* **PROBLEM DETAILS**: Emit all the data exactly as provided.
[[ DATA RECORDS open ]]
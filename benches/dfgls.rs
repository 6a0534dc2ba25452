use std::hint::black_box;
use std::time::Duration;

use criterion::BenchmarkId;
use criterion::Criterion;
use criterion::criterion_group;
use criterion::criterion_main;
use dfgls::DeterministicTerm;
use dfgls::DfglsConfig;
use dfgls::LagSelection;
use dfgls::ers_dfgls_test;
use rand::SeedableRng;
use rand::rngs::StdRng;
use rand_distr::Distribution;
use rand_distr::Normal;

fn random_walk(n: usize) -> Vec<f64> {
  let mut rng = StdRng::seed_from_u64(42);
  let normal = Normal::new(0.0, 1.0).unwrap();
  let mut x = vec![0.0; n];
  for t in 1..n {
    x[t] = x[t - 1] + normal.sample(&mut rng);
  }
  x
}

fn bench_dfgls(c: &mut Criterion) {
  let mut group = c.benchmark_group("DFGLS");
  group.measurement_time(Duration::from_secs(3));
  group.warm_up_time(Duration::from_millis(500));

  for &n in &[500usize, 5_000usize] {
    let x = random_walk(n);

    for (name, lag_selection) in [
      ("aic", LagSelection::Aic),
      ("tstat", LagSelection::TStat),
      ("fixed", LagSelection::Fixed),
    ] {
      let cfg = DfglsConfig {
        trend: DeterministicTerm::ConstantTrend,
        lag_selection,
        max_lags: None,
      };
      group.bench_with_input(BenchmarkId::new(name, n), &x, |b, x| {
        b.iter(|| black_box(ers_dfgls_test(x, cfg).unwrap().statistic))
      });
    }
  }

  group.finish();
}

criterion_group!(benches, bench_dfgls);
criterion_main!(benches);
[[ DATA RECORDS closed ]]
* **RESULT OF THE TASK**:
filename benches/dfgls.rs
repository 6a0534dc2ba25452
use std::hint::black_box;
use std::time::Duration;

use criterion::BenchmarkId;
use criterion::Criterion;
use criterion::criterion_group;
use criterion::criterion_main;
use dfgls::DeterministicTerm;
use dfgls::DfglsConfig;
use dfgls::LagSelection;
use dfgls::ers_dfgls_test;
use rand::SeedableRng;
use rand::rngs::StdRng;
use rand_distr::Distribution;
use rand_distr::Normal;

fn random_walk(n: usize) -> Vec<f64> {
  let mut rng = StdRng::seed_from_u64(42);
  let normal = Normal::new(0.0, 1.0).unwrap();
  let mut x = vec![0.0; n];
  for t in 1..n {
    x[t] = x[t - 1] + normal.sample(&mut rng);
  }
  x
}

fn bench_dfgls(c: &mut Criterion) {
  let mut group = c.benchmark_group("DFGLS");
  group.measurement_time(Duration::from_secs(3));
  group.warm_up_time(Duration::from_millis(500));

  for &n in &[500usize, 5_000usize] {
    let x = random_walk(n);

    for (name, lag_selection) in [
      ("aic", LagSelection::Aic),
      ("tstat", LagSelection::TStat),
      ("fixed", LagSelection::Fixed),
    ] {
      let cfg = DfglsConfig {
        trend: DeterministicTerm::ConstantTrend,
        lag_selection,
        max_lags: None,
      };
      group.bench_with_input(BenchmarkId::new(name, n), &x, |b, x| {
        b.iter(|| black_box(ers_dfgls_test(x, cfg).unwrap().statistic))
      });
    }
  }

  group.finish();
}

criterion_group!(benches, bench_dfgls);
criterion_main!(benches);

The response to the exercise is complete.